Where the word "FROM" occurs in a line of the data, return the whole line.

[Stored items]
Segment Open

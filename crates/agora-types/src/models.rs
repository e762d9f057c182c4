use chrono::{DateTime, NaiveDate, Utc};
use serde::{Deserialize, Serialize};
use uuid::Uuid;

/// Public subset of a user, embedded wherever another entity points at one.
#[derive(Debug, Clone, PartialEq, Serialize, Deserialize)]
#[serde(rename_all = "camelCase")]
pub struct ShortUser {
    pub id: i64,
    pub email: String,
    pub first_name: String,
    pub last_name: String,
    pub online: bool,
    pub image_url: Option<String>,
    pub last_active: DateTime<Utc>,
}

/// Full profile. The password hash never leaves the database layer.
#[derive(Debug, Clone, Serialize, Deserialize)]
#[serde(rename_all = "camelCase")]
pub struct User {
    pub id: i64,
    pub email: String,
    pub first_name: String,
    pub last_name: String,
    pub date_of_birth: Option<NaiveDate>,
    pub about: Option<String>,
    pub image_url: Option<String>,
    pub confirmed: bool,
    pub online: bool,
    pub created_at: DateTime<Utc>,
    pub last_active: DateTime<Utc>,
    pub categories: Vec<Category>,
}

#[derive(Debug, Clone, Serialize, Deserialize)]
#[serde(rename_all = "camelCase")]
pub struct Channel {
    pub id: Uuid,
    pub name: String,
    pub tag: String,
    pub is_private: bool,
    pub owner: ShortUser,
    pub created_at: DateTime<Utc>,
    pub categories: Vec<Category>,
}

#[derive(Debug, Clone, Serialize, Deserialize)]
#[serde(rename_all = "camelCase")]
pub struct Message {
    pub id: i64,
    pub channel_id: Uuid,
    pub sender: ShortUser,
    pub content: String,
    pub image_url: Option<String>,
    pub created_at: DateTime<Utc>,
    pub updated_at: Option<DateTime<Utc>>,
}

/// A post with its comments, likes and categories.
#[derive(Debug, Clone, Serialize, Deserialize)]
#[serde(rename_all = "camelCase")]
pub struct Post {
    pub id: i64,
    pub title: String,
    pub body: String,
    pub image_url: Option<String>,
    pub owner: ShortUser,
    pub created_at: DateTime<Utc>,
    pub updated_at: Option<DateTime<Utc>>,
    pub comments: Vec<Comment>,
    pub likes: Vec<Like>,
    pub categories: Vec<Category>,
}

/// Feed entry returned by listings; relations are reduced to counts.
#[derive(Debug, Clone, Serialize, Deserialize)]
#[serde(rename_all = "camelCase")]
pub struct PostSummary {
    pub id: i64,
    pub title: String,
    pub body: String,
    pub image_url: Option<String>,
    pub owner_id: i64,
    pub created_at: DateTime<Utc>,
    pub updated_at: Option<DateTime<Utc>>,
    pub like_count: i64,
    pub comment_count: i64,
}

#[derive(Debug, Clone, Serialize, Deserialize)]
#[serde(rename_all = "camelCase")]
pub struct Comment {
    pub id: i64,
    pub post_id: i64,
    pub sender: ShortUser,
    pub content: String,
    pub created_at: DateTime<Utc>,
    pub updated_at: Option<DateTime<Utc>>,
}

#[derive(Debug, Clone, PartialEq, Serialize, Deserialize)]
#[serde(rename_all = "camelCase")]
pub struct Like {
    pub post_id: i64,
    pub user_id: i64,
    pub created_at: DateTime<Utc>,
}

#[derive(Debug, Clone, PartialEq, Eq, Serialize, Deserialize)]
pub struct Category {
    pub id: i64,
    pub name: String,
}
use rusqlite::Connection;
use tracing::info;

use crate::DbResult;

pub fn run(conn: &Connection) -> DbResult<()> {
    conn.execute_batch("CREATE TABLE IF NOT EXISTS schema_version (version INTEGER NOT NULL);")?;

    let version: i64 = conn.query_row(
        "SELECT COALESCE(MAX(version), 0) FROM schema_version",
        [],
        |r| r.get(0),
    )?;

    if version < 1 {
        info!("Running migration v1 (initial schema)");
        conn.execute_batch(
            "
            CREATE TABLE users (
                id                      INTEGER PRIMARY KEY AUTOINCREMENT,
                email                   TEXT NOT NULL UNIQUE,
                password                TEXT NOT NULL,
                first_name              TEXT NOT NULL,
                last_name               TEXT NOT NULL,
                date_of_birth           TEXT,
                about                   TEXT,
                image_url               TEXT,
                confirmed               INTEGER NOT NULL DEFAULT 0,
                forgot_password_locked  INTEGER NOT NULL DEFAULT 0,
                online                  INTEGER NOT NULL DEFAULT 0,
                created_at              TEXT NOT NULL DEFAULT (datetime('now')),
                last_active             TEXT NOT NULL DEFAULT (datetime('now'))
            );

            CREATE TABLE channels (
                id          TEXT PRIMARY KEY,
                name        TEXT NOT NULL,
                tag         TEXT NOT NULL UNIQUE,
                is_private  INTEGER NOT NULL DEFAULT 1,
                owner_id    INTEGER NOT NULL REFERENCES users(id) ON DELETE CASCADE,
                created_at  TEXT NOT NULL DEFAULT (datetime('now'))
            );

            -- The owner is never stored here; ownership lives on channels.owner_id.
            CREATE TABLE channel_members (
                channel_id  TEXT NOT NULL REFERENCES channels(id) ON DELETE CASCADE,
                user_id     INTEGER NOT NULL REFERENCES users(id) ON DELETE CASCADE,
                joined_at   TEXT NOT NULL DEFAULT (datetime('now')),
                PRIMARY KEY (channel_id, user_id)
            );

            CREATE INDEX idx_channel_members_user ON channel_members(user_id);

            CREATE TABLE messages (
                id          INTEGER PRIMARY KEY AUTOINCREMENT,
                channel_id  TEXT NOT NULL REFERENCES channels(id) ON DELETE CASCADE,
                sender_id   INTEGER NOT NULL REFERENCES users(id) ON DELETE CASCADE,
                content     TEXT NOT NULL,
                image_url   TEXT,
                created_at  TEXT NOT NULL DEFAULT (datetime('now')),
                updated_at  TEXT
            );

            CREATE INDEX idx_messages_channel ON messages(channel_id, created_at);

            CREATE TABLE posts (
                id          INTEGER PRIMARY KEY AUTOINCREMENT,
                owner_id    INTEGER NOT NULL REFERENCES users(id) ON DELETE CASCADE,
                title       TEXT NOT NULL,
                body        TEXT NOT NULL,
                image_url   TEXT,
                created_at  TEXT NOT NULL DEFAULT (datetime('now')),
                updated_at  TEXT
            );

            CREATE INDEX idx_posts_owner ON posts(owner_id, created_at);

            CREATE TABLE comments (
                id          INTEGER PRIMARY KEY AUTOINCREMENT,
                post_id     INTEGER NOT NULL REFERENCES posts(id) ON DELETE CASCADE,
                sender_id   INTEGER NOT NULL REFERENCES users(id) ON DELETE CASCADE,
                content     TEXT NOT NULL,
                created_at  TEXT NOT NULL DEFAULT (datetime('now')),
                updated_at  TEXT
            );

            CREATE INDEX idx_comments_post ON comments(post_id);

            CREATE TABLE likes (
                post_id     INTEGER NOT NULL REFERENCES posts(id) ON DELETE CASCADE,
                user_id     INTEGER NOT NULL REFERENCES users(id) ON DELETE CASCADE,
                created_at  TEXT NOT NULL DEFAULT (datetime('now')),
                PRIMARY KEY (post_id, user_id)
            );

            CREATE TABLE subscriptions (
                subscriber_id     INTEGER NOT NULL REFERENCES users(id) ON DELETE CASCADE,
                subscribed_to_id  INTEGER NOT NULL REFERENCES users(id) ON DELETE CASCADE,
                created_at        TEXT NOT NULL DEFAULT (datetime('now')),
                PRIMARY KEY (subscriber_id, subscribed_to_id),
                CHECK (subscriber_id <> subscribed_to_id)
            );

            CREATE INDEX idx_subscriptions_target ON subscriptions(subscribed_to_id);

            CREATE TABLE categories (
                id    INTEGER PRIMARY KEY AUTOINCREMENT,
                name  TEXT NOT NULL UNIQUE
            );

            CREATE TABLE post_categories (
                post_id      INTEGER NOT NULL REFERENCES posts(id) ON DELETE CASCADE,
                category_id  INTEGER NOT NULL REFERENCES categories(id) ON DELETE CASCADE,
                PRIMARY KEY (post_id, category_id)
            );

            CREATE TABLE user_categories (
                user_id      INTEGER NOT NULL REFERENCES users(id) ON DELETE CASCADE,
                category_id  INTEGER NOT NULL REFERENCES categories(id) ON DELETE CASCADE,
                PRIMARY KEY (user_id, category_id)
            );

            CREATE TABLE channel_categories (
                channel_id   TEXT NOT NULL REFERENCES channels(id) ON DELETE CASCADE,
                category_id  INTEGER NOT NULL REFERENCES categories(id) ON DELETE CASCADE,
                PRIMARY KEY (channel_id, category_id)
            );

            CREATE TABLE one_time_keys (
                key         TEXT PRIMARY KEY,
                purpose     TEXT NOT NULL,
                user_id     INTEGER NOT NULL REFERENCES users(id) ON DELETE CASCADE,
                expires_at  TEXT NOT NULL
            );

            INSERT INTO schema_version (version) VALUES (1);
            ",
        )?;
    }

    info!("Database migrations complete");
    Ok(())
}

#[cfg(test)]
mod tests {
    use super::*;

    #[test]
    fn migrations_are_idempotent() {
        let conn = Connection::open_in_memory().unwrap();
        run(&conn).unwrap();
        run(&conn).unwrap();

        let versions: i64 = conn
            .query_row("SELECT COUNT(*) FROM schema_version", [], |r| r.get(0))
            .unwrap();
        assert_eq!(versions, 1);
    }
}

Segment Closed

COMPLETED TASK -
        "SELECT COALESCE(MAX(version), 0) FROM schema_version",
            .query_row("SELECT COUNT(*) FROM schema_version", [], |r| r.get(0))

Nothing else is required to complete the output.